The U.N. humanitarian chief is traveling to Syria Wednesday to push for relief workers to be given access to deliver supplies and evacuate the wounded.
Valerie Amos is scheduled to be in Syria until Friday, and her visit will be followed a day later by former U.N. secretary-general Kofi Annan, the new special envoy to Syria.
The visits come as international pressure mounts on Syria's government to end a crackdown on a year-long opposition uprising.
The United States said Tuesday it is proposing a new U.N. Security Council resolution to end the violence, while Turkey's leader called for immediate aid access.
“Humanitarian aid corridors to Syria must be opened right away and we must heap pressure on the Syrian administration to deliver humanitarian aid to the Syrian people, especially to Homs. The Arab League decision on Syria must be implemented without wasting any more time.'”
Prime Minister Recep Tayyip Erdogan also said the violence had “started to resemble an inhumane savagery in recent days” and that Syrian President Bashar al-Assad will be “brought to account” for the crackdown.
The new U.S. draft “demands” Syria cease all violence and protect its population while condemning the “continued, widespread and systematic” human rights violations committed by the authorities. It also calls on the armed opposition to “refrain from all violence” once those conditions are met.
Russia and China, powerful allies that blocked a similar U.N. resolution against Syria last month, made clear they are still standing by President Assad's government.
In Washington, President Barack Obama said unilateral U.S. military action against Mr. Assad's government would be a mistake.
On the ground in Syria Tuesday, government troops shelled a village in southern Daraa province and clashed with army defectors. In Homs, activists said security forces carried out raids in an area next to the former opposition stronghold of Baba Amr and reported gunfire and explosions nearby.
The Red Cross said it is still awaiting approval to distribute aid to the devastated district which endured a nearly month-long siege. Residents who fled Baba Amr spoke of bodies decomposing under rubble, sewage mixing with litter in the streets and a campaign of arrests and executions.
Secretly shot video footage aired on Monday by a British television station showed what it said were Syrian patients tortured by medical staff at a state-run hospital in Homs. The video, which Channel 4 said it could not independently verify, showed wounded, blindfolded men chained to beds, some of them with clear torture marks on their bodies.
Also Tuesday, activists said the military blasted a bridge and a tunnel near the Lebanese border used as escape routes for the wounded and refugees fleeing Homs province.

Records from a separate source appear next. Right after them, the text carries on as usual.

use chrono::{DateTime, Utc};
use miette::{miette, Result};
use serde::{Deserialize, Serialize};

#[derive(Clone, Eq, PartialEq, Serialize, Deserialize, Debug)]
#[serde(tag = "type", rename_all = "snake_case")]
pub enum FrameOutcome {
    Rendered,
    /// An output file already existed and overwriting was disabled.
    Skipped,
    Failed { reason: String },
}

#[derive(Clone, Eq, PartialEq, Serialize, Deserialize, Debug)]
pub struct FrameTrace {
    pub job: usize,
    pub camera: String,
    pub frame: i64,
    pub outcome: FrameOutcome,
    pub started_at: DateTime<Utc>,
    pub finished_at: DateTime<Utc>,
}

#[derive(Clone, Eq, PartialEq, Serialize, Deserialize, Debug)]
#[serde(tag = "type", rename_all = "snake_case")]
pub enum JobOutcome {
    Finished,
    Cancelled,
    Failed { reason: String },
}

#[derive(Clone, Eq, PartialEq, Serialize, Deserialize, Debug)]
pub struct JobTrace {
    pub job: usize,
    pub camera: String,
    pub outcome: JobOutcome,

    /// Frames still queued when the job stopped (cancellation or failure).
    pub frames_discarded: usize,
}

#[derive(Clone, Eq, PartialEq, Serialize, Deserialize, Debug)]
pub struct BatchTrace {
    pub batch_start_time: DateTime<Utc>,

    pub batch_finish_time: DateTime<Utc>,

    pub was_cancelled: bool,

    /// Every job that was started, in the order they were started.
    pub jobs: Vec<JobTrace>,

    /// Every consumed frame (in the order they were consumed).
    pub frames: Vec<FrameTrace>,
}

impl BatchTrace {
    pub fn failed_jobs(&self) -> impl Iterator<Item = &JobTrace> {
        self.jobs
            .iter()
            .filter(|job| matches!(job.outcome, JobOutcome::Failed { .. }))
    }
}


#[derive(Clone, Default, Debug)]
pub struct BatchTraceBuilder {
    batch_start_time: Option<DateTime<Utc>>,
    batch_finish_time: Option<DateTime<Utc>>,
    was_cancelled: bool,
    jobs: Vec<JobTrace>,
    frames: Vec<FrameTrace>,
}

impl BatchTraceBuilder {
    pub fn new_empty() -> Self {
        Self::default()
    }

    pub fn build(&self) -> Result<BatchTrace> {
        Ok(BatchTrace {
            batch_start_time: self
                .batch_start_time
                .ok_or_else(|| miette!("Missing batch start time, can't build."))?,
            batch_finish_time: self
                .batch_finish_time
                .ok_or_else(|| miette!("Missing batch finish time, can't build."))?,
            was_cancelled: self.was_cancelled,
            jobs: self.jobs.clone(),
            frames: self.frames.clone(),
        })
    }

    pub fn set_batch_start_time(&mut self, start_time: DateTime<Utc>) {
        self.batch_start_time = Some(start_time);
    }

    pub fn set_batch_finish_time(&mut self, finish_time: DateTime<Utc>) {
        self.batch_finish_time = Some(finish_time);
    }

    pub fn set_cancelled(&mut self) {
        self.was_cancelled = true;
    }

    pub fn trace_frame(&mut self, frame: FrameTrace) {
        self.frames.push(frame);
    }

    pub fn trace_job(&mut self, job: JobTrace) {
        self.jobs.push(job);
    }

    pub fn frames(&self) -> &[FrameTrace] {
        &self.frames
    }

    pub fn jobs(&self) -> &[JobTrace] {
        &self.jobs
    }
}
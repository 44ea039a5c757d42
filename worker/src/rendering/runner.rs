use std::path::PathBuf;
use std::process::Stdio;

use chrono::Utc;
use miette::{miette, Context, IntoDiagnostic, Result};
use scheduler::events::RenderOutcome;
use scheduler::host::RenderMode;
use shared::errors::HostError;
use shared::formats::ImageFormat;
use tokio::process::Command;
use tracing::{debug, info, warn};

/// How many trailing lines of captured Blender output end up in a failure reason.
const FAILURE_OUTPUT_TAIL_LINES: usize = 12;


/// Everything Blender needs to know to render a single frame.
#[derive(Clone, Eq, PartialEq, Debug)]
pub struct FrameRequest {
    /// Scene camera to render from. `None` keeps the camera saved in the project file.
    pub camera: Option<String>,

    pub frame: i64,

    /// Output path without extension. Blender appends the extension of `image_format`.
    pub output_path: String,

    pub image_format: ImageFormat,

    pub mode: RenderMode,
}

impl FrameRequest {
    fn camera_name(&self) -> String {
        self.camera.clone().unwrap_or_default()
    }
}


/// Renders frames by running Blender in the background, one process per frame.
pub struct BlenderFrameRunner {
    blender_binary_path: PathBuf,

    blender_prepend_arguments: Vec<String>,

    blender_append_arguments: Vec<String>,

    project_file_path: PathBuf,
}

impl BlenderFrameRunner {
    pub fn new(
        blender_binary: PathBuf,
        blender_prepend_arguments: Option<String>,
        blender_append_arguments: Option<String>,
        project_file_path: PathBuf,
    ) -> Result<Self> {
        if !blender_binary.is_file() {
            return Err(miette!("Provided Blender path is not a file."));
        }

        if !project_file_path.is_file() {
            return Err(miette!(
                "Invalid blender project file path: file doesn't exist: {:?}",
                project_file_path
            ));
        }

        let parsed_prepend_arguments = parse_extra_arguments(blender_prepend_arguments)
            .wrap_err_with(|| miette!("Failed to parse prepend arguments."))?;
        let parsed_append_arguments = parse_extra_arguments(blender_append_arguments)
            .wrap_err_with(|| miette!("Failed to parse append arguments."))?;

        debug!(
            prepend = ?parsed_prepend_arguments,
            append = ?parsed_append_arguments,
            "Parsed extra Blender arguments."
        );

        Ok(Self {
            blender_binary_path: blender_binary,
            blender_prepend_arguments: parsed_prepend_arguments,
            blender_append_arguments: parsed_append_arguments,
            project_file_path,
        })
    }

    /// Full argument list for rendering `request`, prepend and append arguments included.
    pub fn build_arguments(&self, request: &FrameRequest) -> Result<Vec<String>> {
        let render_script = build_render_script(request)?;

        let mut blender_args = self.blender_prepend_arguments.clone();
        blender_args.extend([
            self.project_file_path.to_string_lossy().to_string(),
            "--background".to_string(),
            "--python-exit-code".to_string(),
            "1".to_string(),
            "--python-expr".to_string(),
            render_script,
        ]);
        blender_args.extend(self.blender_append_arguments.iter().cloned());

        Ok(blender_args)
    }

    /// Renders one frame and waits for Blender to exit.
    ///
    /// A Blender process killed by a signal (e.g. the user pressing Ctrl-C) counts as a cancelled
    /// render; any other unsuccessful exit is a render failure.
    pub async fn render_frame(&self, request: FrameRequest) -> RenderOutcome {
        match self.run_blender(&request).await {
            Ok(outcome) => outcome,
            Err(error) => RenderOutcome::Failed(HostError::RenderFailed {
                camera: request.camera_name(),
                frame: request.frame,
                reason: error
                    .chain()
                    .map(|cause| cause.to_string())
                    .collect::<Vec<_>>()
                    .join(": "),
            }),
        }
    }

    async fn run_blender(&self, request: &FrameRequest) -> Result<RenderOutcome> {
        let blender_args = self.build_arguments(request)?;
        debug!(arguments = ?blender_args, "Blender arguments.");

        info!(
            camera = ?request.camera,
            frame = request.frame,
            mode = ?request.mode,
            "Starting Blender."
        );

        let mut command = Command::new(&self.blender_binary_path);
        command.args(blender_args).kill_on_drop(true);

        let process_start_time = Utc::now();

        let (status, captured_output) = match request.mode {
            RenderMode::Preview => {
                let status = command
                    .stdout(Stdio::inherit())
                    .stderr(Stdio::inherit())
                    .status()
                    .await
                    .into_diagnostic()
                    .wrap_err_with(|| miette!("Failed while executing Blender binary."))?;

                (status, None)
            }
            RenderMode::Headless => {
                let output = command
                    .stdout(Stdio::piped())
                    .stderr(Stdio::piped())
                    .output()
                    .await
                    .into_diagnostic()
                    .wrap_err_with(|| miette!("Failed while executing Blender binary."))?;

                let mut captured = String::from_utf8_lossy(&output.stdout).to_string();
                captured.push_str(&String::from_utf8_lossy(&output.stderr));

                (output.status, Some(captured))
            }
        };

        let elapsed = Utc::now() - process_start_time;

        if status.success() {
            info!(
                camera = ?request.camera,
                frame = request.frame,
                seconds = elapsed.num_milliseconds() as f64 / 1000.0,
                "Blender finished rendering."
            );
            return Ok(RenderOutcome::Completed);
        }

        let Some(exit_code) = status.code() else {
            warn!(frame = request.frame, "Blender was terminated by a signal.");
            return Ok(RenderOutcome::Cancelled);
        };

        let mut reason = format!("Blender exited with code {exit_code}");
        if let Some(captured) = captured_output {
            reason.push_str(":\n");
            reason.push_str(&output_tail(&captured, FAILURE_OUTPUT_TAIL_LINES));
        }

        Ok(RenderOutcome::Failed(HostError::RenderFailed {
            camera: request.camera_name(),
            frame: request.frame,
            reason,
        }))
    }
}


fn parse_extra_arguments(arguments: Option<String>) -> Result<Vec<String>> {
    match arguments {
        Some(arguments) => {
            shlex::split(&arguments).ok_or_else(|| miette!("Invalid quoting in: {arguments}"))
        }
        None => Ok(Vec::new()),
    }
}

/// The Python expression handed to Blender. String values are JSON-quoted,
/// which is also a valid Python string literal.
pub fn build_render_script(request: &FrameRequest) -> Result<String> {
    let mut lines = vec![
        "import bpy".to_string(),
        "scene = bpy.context.scene".to_string(),
    ];

    if let Some(camera) = &request.camera {
        let quoted_camera = serde_json::to_string(camera).into_diagnostic()?;
        lines.push(format!("scene.camera = bpy.data.objects[{quoted_camera}]"));
    }

    let quoted_output_path = serde_json::to_string(&request.output_path).into_diagnostic()?;
    let quoted_format = serde_json::to_string(request.image_format.identifier()).into_diagnostic()?;

    lines.extend([
        format!("scene.frame_set({})", request.frame),
        format!("scene.render.filepath = {quoted_output_path}"),
        format!("scene.render.image_settings.file_format = {quoted_format}"),
        "bpy.ops.render.render(write_still=True)".to_string(),
    ]);

    Ok(lines.join("\n"))
}

fn output_tail(output: &str, max_lines: usize) -> String {
    let lines: Vec<&str> = output.lines().collect();
    let start = lines.len().saturating_sub(max_lines);
    lines[start..].join("\n")
}


#[cfg(test)]
mod tests {
    use std::fs;

    use super::*;

    fn request() -> FrameRequest {
        FrameRequest {
            camera: Some("CamA".to_string()),
            frame: 5,
            output_path: "//renders/CamA_frame5".to_string(),
            image_format: ImageFormat::OpenExr,
            mode: RenderMode::Headless,
        }
    }

    #[test]
    fn render_script_selects_camera_frame_and_output() {
        let script = build_render_script(&request()).unwrap();

        assert_eq!(
            script,
            [
                "import bpy",
                "scene = bpy.context.scene",
                "scene.camera = bpy.data.objects[\"CamA\"]",
                "scene.frame_set(5)",
                "scene.render.filepath = \"//renders/CamA_frame5\"",
                "scene.render.image_settings.file_format = \"OPEN_EXR\"",
                "bpy.ops.render.render(write_still=True)",
            ]
            .join("\n")
        );
    }

    #[test]
    fn render_script_quotes_awkward_names_and_keeps_scene_camera() {
        let mut request = request();
        request.camera = None;
        request.output_path = "C:\\renders\\\"quoted\"".to_string();

        let script = build_render_script(&request).unwrap();

        assert!(!script.contains("scene.camera"));
        assert!(script.contains(r#"scene.render.filepath = "C:\\renders\\\"quoted\"""#));
    }

    #[test]
    fn arguments_wrap_extra_arguments_around_the_render_invocation() {
        let directory = tempfile::tempdir().unwrap();
        let blender_binary = directory.path().join("blender");
        let project_file = directory.path().join("scene.blend");
        fs::write(&blender_binary, b"").unwrap();
        fs::write(&project_file, b"").unwrap();

        let runner = BlenderFrameRunner::new(
            blender_binary,
            Some("--factory-startup".to_string()),
            Some("-- --cycles-device 'CUDA+CPU'".to_string()),
            project_file.clone(),
        )
        .unwrap();

        let arguments = runner.build_arguments(&request()).unwrap();

        assert_eq!(arguments[0], "--factory-startup");
        assert_eq!(arguments[1], project_file.to_string_lossy());
        assert_eq!(
            &arguments[2..6],
            &["--background", "--python-exit-code", "1", "--python-expr"]
        );
        assert_eq!(arguments[6], build_render_script(&request()).unwrap());
        assert_eq!(&arguments[7..], &["--", "--cycles-device", "CUDA+CPU"]);
    }

    #[test]
    fn preview_mode_still_renders_in_the_background() {
        let directory = tempfile::tempdir().unwrap();
        let blender_binary = directory.path().join("blender");
        let project_file = directory.path().join("scene.blend");
        fs::write(&blender_binary, b"").unwrap();
        fs::write(&project_file, b"").unwrap();

        let runner = BlenderFrameRunner::new(blender_binary, None, None, project_file).unwrap();

        let mut preview_request = request();
        preview_request.mode = RenderMode::Preview;

        let preview_arguments = runner.build_arguments(&preview_request).unwrap();
        assert!(preview_arguments.iter().any(|argument| argument == "--background"));
        assert_eq!(preview_arguments, runner.build_arguments(&request()).unwrap());
    }

    #[test]
    fn runner_rejects_missing_files_and_bad_quoting() {
        let directory = tempfile::tempdir().unwrap();
        let blender_binary = directory.path().join("blender");
        let project_file = directory.path().join("scene.blend");
        fs::write(&blender_binary, b"").unwrap();

        assert!(BlenderFrameRunner::new(
            blender_binary.clone(),
            None,
            None,
            project_file.clone()
        )
        .is_err());

        fs::write(&project_file, b"").unwrap();
        assert!(BlenderFrameRunner::new(
            blender_binary,
            Some("\"unterminated".to_string()),
            None,
            project_file
        )
        .is_err());
    }

    #[test]
    fn failure_reason_keeps_only_the_output_tail() {
        let output = (1..=20).map(|line| line.to_string()).collect::<Vec<_>>().join("\n");

        assert_eq!(output_tail(&output, 3), "18\n19\n20");
        assert_eq!(output_tail("only line", 3), "only line");
    }
}
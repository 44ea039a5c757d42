pub mod errors;
pub mod formats;
pub mod jobs;
pub mod logging;
pub mod paths;
pub mod results;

The U.N. refugee agency said at least 9,000 Syrians have fled into Lebanon since Mr. Assad began his bloody crackdown on anti-government protests last year. UNHCR spokeswoman Dana Suleiman told VOA at least 2,000 Syrians crossed the border in recent days to escape violence from the Homs region.
Syria's state-run news agency quoted President Assad Tuesday saying Syrians have proved their determination to pursue reform and fight “foreign-backed terrorism,” which the government blames for the year-long unrest.
The United Nations estimates that violence linked to the uprising has killed at least 7,500 people since it began last March. Syria blames the unrest on “armed terrorist groups” backed by foreign conspirators.